G7 to Seek Ban on Satellite Destruction Tests, Government Sources Say

The Yomiuri Shimbun

Foreign ministers from the Group of Seven industrialized nations plan to call on the international community to refrain from tests in which they destroy satellites with missiles, according to several government sources.

The request is aimed at deterring China and Russia from developing anti-satellite weapons. It is expected to be stipulated in a joint statement after the ministers’ meeting in Karuizawa, Nagano Prefecture, from Sunday to Tuesday, the sources said.

The foreign ministers will discuss diplomatic issues in preparation for the G7 summit in Hiroshima in May. One of the key agenda items at the Karuizawa meeting will be the stable use of space, including the handling of retired satellites and other space debris now floating in Earth’s orbit.

A joint statement will address the realization of a sustainable space environment, expressing serious concern over the proliferation of debris and declaring a voluntary ban on tests to destroy satellites with missiles that would generate a massive amount of debris.

The G7 nations announced individual bans on such experiments in 2022 and 2023. Inclusion in the G7 statement would clearly state the G7’s joint position and call on other nations to follow suit.

Debris has increased rapidly as space has been more actively utilized, increasing the risk of collisions with satellites.
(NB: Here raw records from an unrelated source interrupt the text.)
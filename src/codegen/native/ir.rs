//! Representación intermedia del back end nativo.
//!
//! Es un árbol procedural plano: las clases ya se aplanaron a
//! estructuras, los métodos son funciones con `this` explícito y toda
//! variable ya se clasificó como campo, parámetro o local del marco.

use std::fmt::{self, Display};

use crate::{ast::BinOp, lex::Identifier};

/// Tipos de C. Los booleanos son enteros.
#[derive(Clone, Debug, PartialEq, Eq)]
pub enum Type {
    Int,
    IntArray,
    Class(Identifier),
}

impl Type {
    pub fn is_reference(&self) -> bool {
        !matches!(self, Type::Int)
    }
}

impl From<&crate::ast::Type> for Type {
    fn from(typ: &crate::ast::Type) -> Self {
        use crate::ast::Type as Source;

        match typ {
            Source::Int | Source::Boolean => Type::Int,
            Source::IntArray => Type::IntArray,
            Source::Class(class) => Type::Class(class.clone()),
        }
    }
}

impl Display for Type {
    fn fmt(&self, fmt: &mut fmt::Formatter<'_>) -> fmt::Result {
        match self {
            Type::Int => fmt.write_str("int"),
            Type::IntArray => fmt.write_str("int *"),
            Type::Class(class) => write!(fmt, "struct {} *", Global(class)),
        }
    }
}

/// Parte de un símbolo global de C derivada de un identificador.
///
/// Todo `_` se duplica. Los símbolos se forman uniendo partes con un
/// único `_`, así que dos símbolos distintos nunca coinciden y ninguno
/// toma el nombre de un símbolo del runtime.
pub struct Global<'a>(pub &'a Identifier);

impl Display for Global<'_> {
    fn fmt(&self, fmt: &mut fmt::Formatter<'_>) -> fmt::Result {
        let mut parts = self.0.as_ref().split('_');
        if let Some(first) = parts.next() {
            fmt.write_str(first)?;
        }

        for part in parts {
            write!(fmt, "__{}", part)?;
        }

        Ok(())
    }
}

/// Variable, campo o entrada de tabla virtual derivada de un identificador.
///
/// Los identificadores del programa inician con letra, por lo que el
/// prefijo `_` los separa de `prev`, `this`, los miembros de encabezados
/// y los nombres internos que inician con `__`.
pub struct Member<'a>(pub &'a Identifier);

impl Display for Member<'_> {
    fn fmt(&self, fmt: &mut fmt::Formatter<'_>) -> fmt::Result {
        write!(fmt, "_{}", self.0)
    }
}

/// Mapa de referencias para el recolector: `'1'` por cada referencia.
#[derive(Clone, Debug, Default, PartialEq, Eq)]
pub struct GcMap(pub Vec<bool>);

impl GcMap {
    pub fn of<'a, I>(types: I) -> Self
    where
        I: IntoIterator<Item = &'a Type>,
    {
        GcMap(types.into_iter().map(Type::is_reference).collect())
    }

    pub fn len(&self) -> usize {
        self.0.len()
    }

    pub fn is_empty(&self) -> bool {
        self.0.is_empty()
    }
}

impl Display for GcMap {
    fn fmt(&self, fmt: &mut fmt::Formatter<'_>) -> fmt::Result {
        for &reference in &self.0 {
            fmt.write_str(if reference { "1" } else { "0" })?;
        }

        Ok(())
    }
}

/// Variable temporal, declarada como local de C fuera del marco.
#[derive(Copy, Clone, Debug, PartialEq, Eq)]
pub struct Temp(pub u32);

impl Display for Temp {
    fn fmt(&self, fmt: &mut fmt::Formatter<'_>) -> fmt::Result {
        write!(fmt, "__t{}", self.0)
    }
}

#[derive(Debug)]
pub struct Program {
    pub structs: Vec<Struct>,
    pub vtables: Vec<Vtable>,
    pub methods: Vec<Method>,
    pub main: MainMethod,
}

/// Disposición de un objeto, con los campos heredados primero.
#[derive(Debug)]
pub struct Struct {
    pub class: Identifier,
    pub fields: Vec<(Identifier, Type)>,
}

/// Tabla virtual de una clase.
#[derive(Debug)]
pub struct Vtable {
    pub class: Identifier,

    /// Referencias entre los campos de [`Struct::fields`].
    pub gc_map: GcMap,

    pub slots: Vec<Slot>,
}

/// Entrada de una tabla virtual.
#[derive(Debug, PartialEq, Eq)]
pub struct Slot {
    pub method: Identifier,

    /// Clase que provee la implementación.
    pub implementor: Identifier,

    pub returns: Type,
    pub formals: Vec<Type>,
}

#[derive(Debug)]
pub struct Method {
    pub class: Identifier,
    pub name: Identifier,
    pub returns: Type,
    pub formals: Vec<(Identifier, Type)>,
    pub locals: Vec<(Identifier, Type)>,
    pub temps: Vec<(Temp, Type)>,

    /// Instancia seguida de los parámetros formales.
    pub arguments_gc_map: GcMap,

    pub locals_gc_map: GcMap,

    pub body: Vec<Stmt>,
    pub result: Expr,
}

impl Method {
    /// Prefijo de todos los símbolos generados para este método.
    pub fn symbol(&self) -> String {
        format!("{}_{}", Global(&self.class), Global(&self.name))
    }
}

#[derive(Debug)]
pub struct MainMethod {
    pub temps: Vec<(Temp, Type)>,
    pub body: Stmt,
}

#[derive(Debug)]
pub enum Stmt {
    Block(Vec<Stmt>),

    If {
        condition: Expr,
        then: Box<Stmt>,
        otherwise: Box<Stmt>,
    },

    While {
        condition: Expr,
        body: Box<Stmt>,
    },

    Print(Expr),

    Assign {
        place: Place,
        value: Expr,
    },

    AssignArray {
        place: Place,
        index: Expr,
        value: Expr,
    },
}

/// Ubicación de una variable.
#[derive(Clone, Debug, PartialEq, Eq)]
pub enum Place {
    /// Variable local, vive en el marco de recolección.
    Local(Identifier),

    /// Parámetro de la función de C.
    Formal(Identifier),

    /// Campo de `this`.
    Field(Identifier),
}

impl Display for Place {
    fn fmt(&self, fmt: &mut fmt::Formatter<'_>) -> fmt::Result {
        match self {
            Place::Local(name) => write!(fmt, "__frame.{}", Member(name)),
            Place::Formal(name) => write!(fmt, "{}", Member(name)),
            Place::Field(name) => write!(fmt, "this->{}", Member(name)),
        }
    }
}

#[derive(Debug)]
pub enum Expr {
    Int(i32),
    This,
    Read(Place),
    Binary(Box<Expr>, BinOp, Box<Expr>),
    Not(Box<Expr>),
    Index {
        array: Box<Expr>,
        index: Box<Expr>,
    },
    Length(Box<Expr>),

    /// `(t = receiver, t->vptr->method(t, arguments...))`
    Call {
        temp: Temp,
        receiver: Box<Expr>,
        method: Identifier,
        arguments: Vec<Expr>,
    },

    NewArray(Box<Expr>),
    NewObject(Identifier),
    Cast(Type, Box<Expr>),
}

#[cfg(test)]
mod tests {
    use super::*;

    fn global(name: &str) -> String {
        Global(&Identifier::from(name)).to_string()
    }

    #[test]
    fn globals_double_underscores() {
        assert_eq!(global("Fac"), "Fac");
        assert_eq!(global("new_array"), "new__array");
        assert_eq!(global("a__b_"), "a____b__");

        let method = |class: &str, name: &str| format!("{}_{}", global(class), global(name));
        assert_ne!(method("A_b", "c"), method("A", "b_c"));
        assert_ne!(method("Tiger", "new_array"), "Tiger_new_array");
    }

    #[test]
    fn places_are_prefixed() {
        let prev = || Identifier::from("prev");
        assert_eq!(Place::Local(prev()).to_string(), "__frame._prev");
        assert_eq!(Place::Formal(prev()).to_string(), "_prev");
        assert_eq!(Place::Field(prev()).to_string(), "this->_prev");
    }
}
In 2021, Russia destroyed one of its satellites with a missile launched from the ground, generating debris. China also conducted such a test in 2007 and is said to be improving its capabilities in this area.

The G7 foreign ministers hope that a joint statement will clarify their opposition to the tests and increase pressure on China and Russia not to conduct them. The statement will also call for international cooperation in space surveillance to monitor the movements of debris and other objects.

The statement will also condemn Russia’s aggression against Ukraine in the strongest terms, and call for Russia’s immediate withdrawal and the cessation of support by third countries to Russia. It will further condemn Russia’s use of disinformation to create a favorable situation for itself.

Serious concern will also be expressed about the situation in the East and South China Seas, where China continues its aggressive maritime expansion. The statement will state opposition to China’s attempts to unilaterally change the status quo, and the importance of maintaining peace and stability in the Taiwan Strait.